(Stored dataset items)
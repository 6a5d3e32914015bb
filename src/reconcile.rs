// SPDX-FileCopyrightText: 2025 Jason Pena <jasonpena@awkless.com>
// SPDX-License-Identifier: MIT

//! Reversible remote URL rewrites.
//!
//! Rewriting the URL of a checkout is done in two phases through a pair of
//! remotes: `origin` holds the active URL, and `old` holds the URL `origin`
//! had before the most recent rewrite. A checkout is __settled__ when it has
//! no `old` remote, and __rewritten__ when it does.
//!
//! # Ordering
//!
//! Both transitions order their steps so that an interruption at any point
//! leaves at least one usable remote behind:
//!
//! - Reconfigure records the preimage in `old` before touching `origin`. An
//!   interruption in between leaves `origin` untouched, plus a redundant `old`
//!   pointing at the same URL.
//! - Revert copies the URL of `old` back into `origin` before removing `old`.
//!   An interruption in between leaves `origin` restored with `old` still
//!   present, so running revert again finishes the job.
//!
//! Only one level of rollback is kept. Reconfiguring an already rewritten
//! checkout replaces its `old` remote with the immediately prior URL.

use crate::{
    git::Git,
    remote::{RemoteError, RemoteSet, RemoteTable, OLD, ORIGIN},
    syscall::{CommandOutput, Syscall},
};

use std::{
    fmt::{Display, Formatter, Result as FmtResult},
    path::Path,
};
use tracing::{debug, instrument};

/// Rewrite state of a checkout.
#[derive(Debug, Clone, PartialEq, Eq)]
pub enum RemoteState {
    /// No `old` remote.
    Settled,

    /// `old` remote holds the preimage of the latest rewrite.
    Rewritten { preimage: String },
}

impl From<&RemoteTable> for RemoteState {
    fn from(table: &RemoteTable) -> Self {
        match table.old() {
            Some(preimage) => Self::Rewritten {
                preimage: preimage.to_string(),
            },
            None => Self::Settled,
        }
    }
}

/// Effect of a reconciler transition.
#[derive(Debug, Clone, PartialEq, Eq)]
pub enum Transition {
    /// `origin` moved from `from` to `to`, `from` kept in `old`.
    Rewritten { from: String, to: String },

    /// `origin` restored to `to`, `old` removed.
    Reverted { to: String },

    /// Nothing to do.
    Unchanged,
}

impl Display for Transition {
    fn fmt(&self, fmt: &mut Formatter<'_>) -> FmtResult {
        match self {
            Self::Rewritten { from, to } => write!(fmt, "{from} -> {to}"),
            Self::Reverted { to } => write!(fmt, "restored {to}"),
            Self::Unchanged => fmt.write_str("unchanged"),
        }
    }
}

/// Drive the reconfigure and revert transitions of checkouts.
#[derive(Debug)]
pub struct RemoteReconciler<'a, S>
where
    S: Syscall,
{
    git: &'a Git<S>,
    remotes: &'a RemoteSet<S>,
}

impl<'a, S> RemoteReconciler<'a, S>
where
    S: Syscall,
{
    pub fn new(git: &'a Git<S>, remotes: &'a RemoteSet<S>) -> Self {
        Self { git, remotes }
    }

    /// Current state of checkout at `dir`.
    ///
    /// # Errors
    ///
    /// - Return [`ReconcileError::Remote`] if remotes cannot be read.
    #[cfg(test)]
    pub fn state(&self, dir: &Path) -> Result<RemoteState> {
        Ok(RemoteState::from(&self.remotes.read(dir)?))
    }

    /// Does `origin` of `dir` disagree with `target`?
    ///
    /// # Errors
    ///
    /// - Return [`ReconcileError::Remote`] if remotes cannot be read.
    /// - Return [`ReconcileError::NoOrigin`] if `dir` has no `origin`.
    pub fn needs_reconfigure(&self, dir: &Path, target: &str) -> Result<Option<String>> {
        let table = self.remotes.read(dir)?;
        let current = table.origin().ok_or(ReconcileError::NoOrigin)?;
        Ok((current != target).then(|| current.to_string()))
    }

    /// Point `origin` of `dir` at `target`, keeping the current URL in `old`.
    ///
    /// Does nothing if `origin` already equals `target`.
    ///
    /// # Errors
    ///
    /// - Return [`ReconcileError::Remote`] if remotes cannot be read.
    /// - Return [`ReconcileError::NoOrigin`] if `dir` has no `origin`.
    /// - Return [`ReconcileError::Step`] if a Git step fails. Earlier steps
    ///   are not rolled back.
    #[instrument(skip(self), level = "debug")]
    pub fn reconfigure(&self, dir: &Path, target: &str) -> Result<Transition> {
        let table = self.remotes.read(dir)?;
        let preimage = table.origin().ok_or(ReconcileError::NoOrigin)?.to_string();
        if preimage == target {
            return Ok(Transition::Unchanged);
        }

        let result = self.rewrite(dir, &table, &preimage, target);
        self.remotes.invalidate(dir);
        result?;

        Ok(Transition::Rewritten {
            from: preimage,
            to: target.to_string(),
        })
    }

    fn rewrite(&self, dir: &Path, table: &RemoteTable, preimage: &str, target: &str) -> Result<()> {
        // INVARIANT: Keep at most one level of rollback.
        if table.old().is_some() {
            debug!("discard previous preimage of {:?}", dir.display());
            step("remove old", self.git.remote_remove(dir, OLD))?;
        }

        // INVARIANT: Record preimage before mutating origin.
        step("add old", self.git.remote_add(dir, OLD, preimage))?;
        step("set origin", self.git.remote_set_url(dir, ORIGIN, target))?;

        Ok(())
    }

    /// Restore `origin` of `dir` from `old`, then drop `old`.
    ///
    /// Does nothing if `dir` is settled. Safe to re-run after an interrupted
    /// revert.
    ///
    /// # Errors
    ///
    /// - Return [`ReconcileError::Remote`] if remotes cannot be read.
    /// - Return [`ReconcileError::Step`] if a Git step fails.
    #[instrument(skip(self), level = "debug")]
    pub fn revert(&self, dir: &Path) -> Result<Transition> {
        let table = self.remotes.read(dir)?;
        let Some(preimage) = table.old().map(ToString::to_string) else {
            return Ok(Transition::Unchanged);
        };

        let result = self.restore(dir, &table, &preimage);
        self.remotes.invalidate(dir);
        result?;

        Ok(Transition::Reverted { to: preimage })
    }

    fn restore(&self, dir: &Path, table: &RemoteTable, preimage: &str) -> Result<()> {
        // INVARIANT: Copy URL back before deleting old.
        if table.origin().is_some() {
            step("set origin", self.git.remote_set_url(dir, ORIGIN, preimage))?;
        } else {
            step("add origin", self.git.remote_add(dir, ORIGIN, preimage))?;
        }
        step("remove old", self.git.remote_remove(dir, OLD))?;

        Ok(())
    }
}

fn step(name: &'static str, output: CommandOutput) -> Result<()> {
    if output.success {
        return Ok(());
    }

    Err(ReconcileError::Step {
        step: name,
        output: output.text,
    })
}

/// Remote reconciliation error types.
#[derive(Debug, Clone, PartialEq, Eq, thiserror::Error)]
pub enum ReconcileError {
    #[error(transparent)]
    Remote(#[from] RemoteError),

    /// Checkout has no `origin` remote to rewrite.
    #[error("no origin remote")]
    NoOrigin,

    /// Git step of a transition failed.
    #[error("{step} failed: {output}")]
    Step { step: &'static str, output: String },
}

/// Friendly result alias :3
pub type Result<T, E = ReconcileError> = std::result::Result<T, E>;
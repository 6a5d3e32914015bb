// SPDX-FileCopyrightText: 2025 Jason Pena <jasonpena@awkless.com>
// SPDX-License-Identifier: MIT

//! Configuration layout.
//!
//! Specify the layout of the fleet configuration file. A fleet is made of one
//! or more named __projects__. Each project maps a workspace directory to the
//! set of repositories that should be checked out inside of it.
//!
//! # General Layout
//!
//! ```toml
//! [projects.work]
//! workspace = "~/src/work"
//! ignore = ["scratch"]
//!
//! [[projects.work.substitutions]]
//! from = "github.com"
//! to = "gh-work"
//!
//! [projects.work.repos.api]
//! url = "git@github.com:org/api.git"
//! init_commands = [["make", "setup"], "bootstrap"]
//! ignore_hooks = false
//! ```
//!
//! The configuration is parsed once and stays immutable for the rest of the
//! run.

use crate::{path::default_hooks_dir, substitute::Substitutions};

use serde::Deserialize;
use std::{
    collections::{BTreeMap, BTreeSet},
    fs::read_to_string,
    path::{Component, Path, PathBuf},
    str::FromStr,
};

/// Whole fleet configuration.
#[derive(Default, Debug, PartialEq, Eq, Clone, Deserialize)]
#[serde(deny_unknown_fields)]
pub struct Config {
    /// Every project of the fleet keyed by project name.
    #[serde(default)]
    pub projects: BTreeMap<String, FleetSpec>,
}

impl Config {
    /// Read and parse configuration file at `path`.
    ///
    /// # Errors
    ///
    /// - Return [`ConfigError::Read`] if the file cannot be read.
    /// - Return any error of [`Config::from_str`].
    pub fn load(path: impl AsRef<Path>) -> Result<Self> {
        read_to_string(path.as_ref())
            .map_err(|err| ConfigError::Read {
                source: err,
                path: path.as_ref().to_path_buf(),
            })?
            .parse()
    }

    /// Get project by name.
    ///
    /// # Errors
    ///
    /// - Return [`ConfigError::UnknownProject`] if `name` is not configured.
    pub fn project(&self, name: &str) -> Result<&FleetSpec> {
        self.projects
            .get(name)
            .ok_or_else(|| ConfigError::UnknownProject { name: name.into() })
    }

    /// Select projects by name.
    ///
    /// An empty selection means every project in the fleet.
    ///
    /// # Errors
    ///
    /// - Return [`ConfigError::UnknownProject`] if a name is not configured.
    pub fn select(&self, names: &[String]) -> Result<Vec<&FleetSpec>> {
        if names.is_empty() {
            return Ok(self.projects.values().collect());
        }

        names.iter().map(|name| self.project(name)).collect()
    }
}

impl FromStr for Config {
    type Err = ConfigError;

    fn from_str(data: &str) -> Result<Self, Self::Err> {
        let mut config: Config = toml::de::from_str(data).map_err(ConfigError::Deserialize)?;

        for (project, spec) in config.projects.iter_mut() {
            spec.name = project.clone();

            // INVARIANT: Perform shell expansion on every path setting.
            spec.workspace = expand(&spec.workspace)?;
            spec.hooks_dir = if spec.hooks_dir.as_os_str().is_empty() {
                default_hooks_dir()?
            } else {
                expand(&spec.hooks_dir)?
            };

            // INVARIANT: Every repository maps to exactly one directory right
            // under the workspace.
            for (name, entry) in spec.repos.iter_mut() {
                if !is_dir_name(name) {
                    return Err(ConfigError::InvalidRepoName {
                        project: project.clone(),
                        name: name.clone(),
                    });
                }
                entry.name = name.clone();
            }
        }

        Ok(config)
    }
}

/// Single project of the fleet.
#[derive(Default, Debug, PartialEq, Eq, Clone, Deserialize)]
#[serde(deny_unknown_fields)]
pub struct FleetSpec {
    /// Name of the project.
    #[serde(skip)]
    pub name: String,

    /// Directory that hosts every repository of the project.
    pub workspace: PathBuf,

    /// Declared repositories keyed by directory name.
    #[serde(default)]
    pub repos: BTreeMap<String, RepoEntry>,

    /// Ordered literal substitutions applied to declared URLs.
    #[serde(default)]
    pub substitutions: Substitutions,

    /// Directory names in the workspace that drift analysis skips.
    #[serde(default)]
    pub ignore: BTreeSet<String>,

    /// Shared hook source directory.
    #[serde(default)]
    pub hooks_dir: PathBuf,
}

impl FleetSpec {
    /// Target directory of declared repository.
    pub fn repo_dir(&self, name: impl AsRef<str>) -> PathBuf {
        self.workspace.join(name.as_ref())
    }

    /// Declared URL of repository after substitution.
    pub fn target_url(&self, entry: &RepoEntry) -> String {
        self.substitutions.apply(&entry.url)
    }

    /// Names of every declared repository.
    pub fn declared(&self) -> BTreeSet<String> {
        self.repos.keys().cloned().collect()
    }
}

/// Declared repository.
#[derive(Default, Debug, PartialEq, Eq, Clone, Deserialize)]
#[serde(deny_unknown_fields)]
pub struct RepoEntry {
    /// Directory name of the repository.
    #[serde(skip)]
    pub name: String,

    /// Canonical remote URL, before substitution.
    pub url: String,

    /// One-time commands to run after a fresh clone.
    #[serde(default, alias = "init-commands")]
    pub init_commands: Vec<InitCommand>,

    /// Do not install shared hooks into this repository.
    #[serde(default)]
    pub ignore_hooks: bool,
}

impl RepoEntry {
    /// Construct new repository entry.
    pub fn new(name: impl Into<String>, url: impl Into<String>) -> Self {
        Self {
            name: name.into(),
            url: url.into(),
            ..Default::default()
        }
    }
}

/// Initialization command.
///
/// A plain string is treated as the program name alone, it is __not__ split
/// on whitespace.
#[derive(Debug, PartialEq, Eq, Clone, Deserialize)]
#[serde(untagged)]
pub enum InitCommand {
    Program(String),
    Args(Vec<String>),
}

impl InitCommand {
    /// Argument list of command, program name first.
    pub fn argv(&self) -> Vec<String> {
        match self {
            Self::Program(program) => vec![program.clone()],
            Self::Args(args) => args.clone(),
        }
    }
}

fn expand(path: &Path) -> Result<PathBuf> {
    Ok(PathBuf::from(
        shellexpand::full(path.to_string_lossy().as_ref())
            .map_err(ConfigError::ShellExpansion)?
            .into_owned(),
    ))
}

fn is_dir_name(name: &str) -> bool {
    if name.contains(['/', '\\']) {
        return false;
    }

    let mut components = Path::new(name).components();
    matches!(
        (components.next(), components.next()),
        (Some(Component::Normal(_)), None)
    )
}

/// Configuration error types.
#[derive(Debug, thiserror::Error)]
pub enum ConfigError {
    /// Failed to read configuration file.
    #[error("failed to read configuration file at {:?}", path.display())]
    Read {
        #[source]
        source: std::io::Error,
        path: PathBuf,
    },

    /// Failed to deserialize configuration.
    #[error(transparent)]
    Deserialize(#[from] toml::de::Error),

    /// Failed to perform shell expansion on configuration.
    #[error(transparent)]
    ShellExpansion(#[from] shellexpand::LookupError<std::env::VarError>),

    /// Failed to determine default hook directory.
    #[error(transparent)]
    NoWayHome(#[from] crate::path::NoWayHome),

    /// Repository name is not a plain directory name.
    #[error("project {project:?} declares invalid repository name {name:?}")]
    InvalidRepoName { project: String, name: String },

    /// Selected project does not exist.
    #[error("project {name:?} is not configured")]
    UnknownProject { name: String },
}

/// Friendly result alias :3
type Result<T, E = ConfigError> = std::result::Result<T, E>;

▶ Description of the task
Go through the data above and copy each line that holds the word "github".

▶ Solution
//! from = "github.com"
//! url = "git@github.com:org/api.git"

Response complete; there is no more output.